Task goal — Only one stretch of the data below is wanted: the lines starting at the one with "and symbolic expressions." and ending at the one with "pub fn tensor(rank: usize, dim: usize)", both included, given again exactly.

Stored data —
_ _ _ _ _ _ _

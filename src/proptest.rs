//! Proptest strategies for tensors, meshes and symbolic expressions.
use ::proptest::prelude::*;

use crate::mesh::BoxMesh;
use crate::symbolic::{constant_tensor, Expr};
use crate::tensor::Tensor;

/// Tensors of the given shape with entries in a moderate range.
pub fn tensor(rank: usize, dim: usize) -> impl Strategy<Value = Tensor<f64>> {
    // Pick a reasonably small range, so that products of several entries stay well
    // within the precision of comparisons in tests
    let n_entries = dim.pow(rank as u32);
    prop::collection::vec(-10.0..10.0, n_entries).prop_map(move |data| Tensor::from_data(rank, dim, data))
}

/// Rank-2 tensors of the given dimension that are far from singular.
pub fn invertible_rank2_tensor(dim: usize) -> impl Strategy<Value = Tensor<f64>> {
    tensor(2, dim).prop_map(move |t| {
        // Diagonal dominance guarantees invertibility
        let shift = 1.0 + t.as_slice().iter().map(|x| x.abs()).sum::<f64>();
        Tensor::from_fn(2, dim, |idx| *t.get(idx) + if idx[0] == idx[1] { shift } else { 0.0 })
    })
}

/// Constant expressions of rank at most 2 in `DIM` dimensions.
pub fn constant_expression<const DIM: usize>() -> impl Strategy<Value = Expr> {
    (0..=2usize)
        .prop_flat_map(|rank| tensor(rank, DIM))
        .prop_map(|value| constant_tensor::<DIM>(value))
}

/// Unit box meshes in 1 to 3 dimensions with 1 to 3 cells per axis.
pub fn box_mesh() -> impl Strategy<Value = BoxMesh> {
    (1..=3usize).prop_flat_map(|dim| {
        prop::collection::vec(1..=3usize, dim).prop_map(move |cells_per_axis| {
            let lower = vec![0.0; dim];
            let upper = vec![1.0; dim];
            BoxMesh::hyper_rectangle(&lower, &upper, &cells_per_axis)
                .unwrap_or_else(|err| panic!("generated mesh parameters are valid: {err}"))
        })
    })
}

_ _ _ _ _ _ _

Result of this exercise —
//! Proptest strategies for tensors, meshes and symbolic expressions.
use ::proptest::prelude::*;

use crate::mesh::BoxMesh;
use crate::symbolic::{constant_tensor, Expr};
use crate::tensor::Tensor;

/// Tensors of the given shape with entries in a moderate range.
pub fn tensor(rank: usize, dim: usize) -> impl Strategy<Value = Tensor<f64>> {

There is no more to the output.